Prezzi auto in su, alla faccia della crisi. Ma ci sono brand virtuosi

Il 2013 è stato l'anno di maggiore aumenti per le auto. Nemmeno l'aumento dell'Iva è riuscito ad evitare che gran parte delle case automobilistiche ritoccassero i prezzi. Tra le più virtuose c'è Fiat.

Prezzi Auto

Chi sale e chi scende nell’aumento dei prezzi? Potremmo definire questa la madre di tutte le domande nel mondo dell’auto e a cui periodicamente Dat-Italia, azienda che si occupa della gestione delle quotazioni dell’usato e dei listini del nuovo, tenta di dare una risposta precisa con il suo osservatorio. Un’analisi che punta ad offrire un panel preciso del prezzo di ogni vettura, uno strumento di lavoro valido non soltanto per tutti gli addetti ai lavori, che hanno così un ulteriore elemento di guida per orientarsi nel difficile mondo delle permute, ma anche a tutti gli automobilisti che così possono capire, davvero, come investire al meglio i propri soldi.
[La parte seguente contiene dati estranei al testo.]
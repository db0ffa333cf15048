//! reqwest-backed inference client for the providers `[llm]` can name.

use std::time::Duration;

use anyhow::{anyhow, bail, Context, Result};
use async_trait::async_trait;
use leadflow_core::config::{LlmConfig, LlmProvider};
use secrecy::{ExposeSecret, SecretString};
use serde::{Deserialize, Serialize};

use crate::llm::{LlmClient, PromptMessage, PromptRole};

const ANTHROPIC_VERSION: &str = "2023-06-01";
const ANTHROPIC_MAX_TOKENS: u32 = 1024;

pub struct HttpLlmClient {
    client: reqwest::Client,
    provider: LlmProvider,
    base_url: String,
    api_key: Option<SecretString>,
    model: String,
    temperature: f32,
}

impl HttpLlmClient {
    pub fn from_config(config: &LlmConfig) -> Result<Self> {
        let client = reqwest::Client::builder()
            .timeout(Duration::from_secs(config.timeout_secs))
            .build()
            .context("failed to build inference http client")?;

        let base_url = config.resolved_base_url();

        if matches!(config.provider, LlmProvider::OpenAi | LlmProvider::Anthropic)
            && config.api_key.is_none()
        {
            bail!("llm provider {:?} requires an api key", config.provider);
        }

        Ok(Self {
            client,
            provider: config.provider,
            base_url,
            api_key: config.api_key.clone(),
            model: config.model.clone(),
            temperature: config.temperature,
        })
    }

    pub fn provider(&self) -> LlmProvider {
        self.provider
    }

    fn api_key(&self) -> Result<&str> {
        self.api_key
            .as_ref()
            .map(|key| key.expose_secret())
            .ok_or_else(|| anyhow!("missing api key for {:?}", self.provider))
    }

    async fn post<B, R>(&self, request: reqwest::RequestBuilder, body: &B) -> Result<R>
    where
        B: Serialize + ?Sized,
        R: for<'de> Deserialize<'de>,
    {
        let response = request
            .json(body)
            .send()
            .await
            .with_context(|| format!("inference request to {:?} failed", self.provider))?;

        let status = response.status();
        if !status.is_success() {
            let detail = response.text().await.unwrap_or_default();
            bail!("inference service returned {status}: {}", truncate(&detail, 512));
        }

        response.json::<R>().await.context("inference response was not valid json")
    }
}

#[async_trait]
impl LlmClient for HttpLlmClient {
    async fn complete(&self, messages: &[PromptMessage]) -> Result<String> {
        tracing::debug!(
            event_name = "llm.request.sent",
            provider = ?self.provider,
            model = %self.model,
            message_count = messages.len(),
            "sending inference request"
        );

        match self.provider {
            LlmProvider::OpenAi => {
                let url = format!("{}/v1/chat/completions", self.base_url);
                let body = openai_request(&self.model, self.temperature, messages);
                let request = self.client.post(url).bearer_auth(self.api_key()?);
                let response: OpenAiResponse = self.post(request, &body).await?;
                response.into_text()
            }
            LlmProvider::Anthropic => {
                let url = format!("{}/v1/messages", self.base_url);
                let body = anthropic_request(&self.model, self.temperature, messages);
                let request = self
                    .client
                    .post(url)
                    .header("x-api-key", self.api_key()?)
                    .header("anthropic-version", ANTHROPIC_VERSION);
                let response: AnthropicResponse = self.post(request, &body).await?;
                response.into_text()
            }
            LlmProvider::Ollama => {
                let url = format!("{}/api/chat", self.base_url);
                let body = ollama_request(&self.model, self.temperature, messages);
                let response: OllamaResponse = self.post(self.client.post(url), &body).await?;
                Ok(response.message.content)
            }
        }
    }
}

#[derive(Debug, Serialize)]
struct ChatMessage<'a> {
    role: &'static str,
    content: &'a str,
}

fn chat_messages(messages: &[PromptMessage]) -> Vec<ChatMessage<'_>> {
    messages
        .iter()
        .map(|message| ChatMessage { role: message.role.as_str(), content: &message.content })
        .collect()
}

#[derive(Debug, Serialize)]
struct OpenAiRequest<'a> {
    model: &'a str,
    temperature: f32,
    messages: Vec<ChatMessage<'a>>,
}

fn openai_request<'a>(
    model: &'a str,
    temperature: f32,
    messages: &'a [PromptMessage],
) -> OpenAiRequest<'a> {
    OpenAiRequest { model, temperature, messages: chat_messages(messages) }
}

#[derive(Debug, Deserialize)]
struct OpenAiResponse {
    #[serde(default)]
    choices: Vec<OpenAiChoice>,
}

#[derive(Debug, Deserialize)]
struct OpenAiChoice {
    message: OpenAiMessage,
}

#[derive(Debug, Deserialize)]
struct OpenAiMessage {
    #[serde(default)]
    content: Option<String>,
}

impl OpenAiResponse {
    fn into_text(self) -> Result<String> {
        self.choices
            .into_iter()
            .next()
            .map(|choice| choice.message.content.unwrap_or_default())
            .ok_or_else(|| anyhow!("inference response contained no choices"))
    }
}

/// Anthropic takes the system prompt out of band and only user/assistant turns inline.
#[derive(Debug, Serialize)]
struct AnthropicRequest<'a> {
    model: &'a str,
    max_tokens: u32,
    temperature: f32,
    #[serde(skip_serializing_if = "Option::is_none")]
    system: Option<String>,
    messages: Vec<ChatMessage<'a>>,
}

fn anthropic_request<'a>(
    model: &'a str,
    temperature: f32,
    messages: &'a [PromptMessage],
) -> AnthropicRequest<'a> {
    let system = messages
        .iter()
        .filter(|message| message.role == PromptRole::System)
        .map(|message| message.content.as_str())
        .collect::<Vec<_>>()
        .join("\n\n");

    AnthropicRequest {
        model,
        max_tokens: ANTHROPIC_MAX_TOKENS,
        temperature,
        system: (!system.is_empty()).then_some(system),
        messages: messages
            .iter()
            .filter(|message| message.role != PromptRole::System)
            .map(|message| ChatMessage { role: message.role.as_str(), content: &message.content })
            .collect(),
    }
}

#[derive(Debug, Deserialize)]
struct AnthropicResponse {
    #[serde(default)]
    content: Vec<AnthropicBlock>,
}

#[derive(Debug, Deserialize)]
struct AnthropicBlock {
    #[serde(rename = "type")]
    kind: String,
    #[serde(default)]
    text: Option<String>,
}

impl AnthropicResponse {
    fn into_text(self) -> Result<String> {
        let text = self
            .content
            .into_iter()
            .filter(|block| block.kind == "text")
            .filter_map(|block| block.text)
            .collect::<Vec<_>>();
        if text.is_empty() {
            bail!("inference response contained no text blocks");
        }
        Ok(text.join(""))
    }
}

#[derive(Debug, Serialize)]
struct OllamaRequest<'a> {
    model: &'a str,
    messages: Vec<ChatMessage<'a>>,
    stream: bool,
    options: OllamaOptions,
}

#[derive(Debug, Serialize)]
struct OllamaOptions {
    temperature: f32,
}

fn ollama_request<'a>(
    model: &'a str,
    temperature: f32,
    messages: &'a [PromptMessage],
) -> OllamaRequest<'a> {
    OllamaRequest {
        model,
        messages: chat_messages(messages),
        stream: false,
        options: OllamaOptions { temperature },
    }
}

#[derive(Debug, Deserialize)]
struct OllamaResponse {
    message: OllamaMessage,
}

#[derive(Debug, Deserialize)]
struct OllamaMessage {
    #[serde(default)]
    content: String,
}

fn truncate(text: &str, max_chars: usize) -> String {
    text.chars().take(max_chars).collect()
}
L’analisi di questo ultimo periodo mette in primo piano un fatto importante: nonostante la crisi, il 2013 è stato l’anno di maggiore aumenti per le auto. E nemmeno l’aumento dell’Iva, che ricordiamo è stato dell’1%, è riuscito ad evitare che gran parte delle case automobilistiche ritoccassero i prezzi. Visti però i risultati della scelta poco felice, vedi crollo di vendite ulteriore, nel 2014 molti hanno preferito mantenere fermi i prezzi, anche se non tutti l’hanno pensata allo stesso modo.

Fra le marche più virtuose c’è stata la Fiat che, pur avendo ben 4 modelli nella classifica delle top 20 più vendute nel 2014, non ha aumentato sensibilmente i prezzi nel 2015, a parte il 3% della “500”, ma si sa i modelli di grande successo subiscono sempre questa sorte. Stesso discorso per Volkswagen e Renault, mentre Dacia ha lasciato quasi invariato il prezzo della Duster, nonostante l’incremento delle vendite, aumentando però il prezzo degli altri modelli.

Da segnalare, infine, Suzuki e Kia che, pur avendo conquistato nuove quote di mercato nel 2014, hanno addirittura ridotto il prezzo di qualche modello.

“Senza alcun dubbio, costruttori ed importatori dovrebbero aver capito che questo non è il momento ideale per aumentare i prezzi delle auto. Alcuni hanno persino investito in un miglior servizio post-vendita che sembra essere più apprezzato di qualche inutile optional passato di serie”, Antonio Coppola, direttore generale Dat-Italia.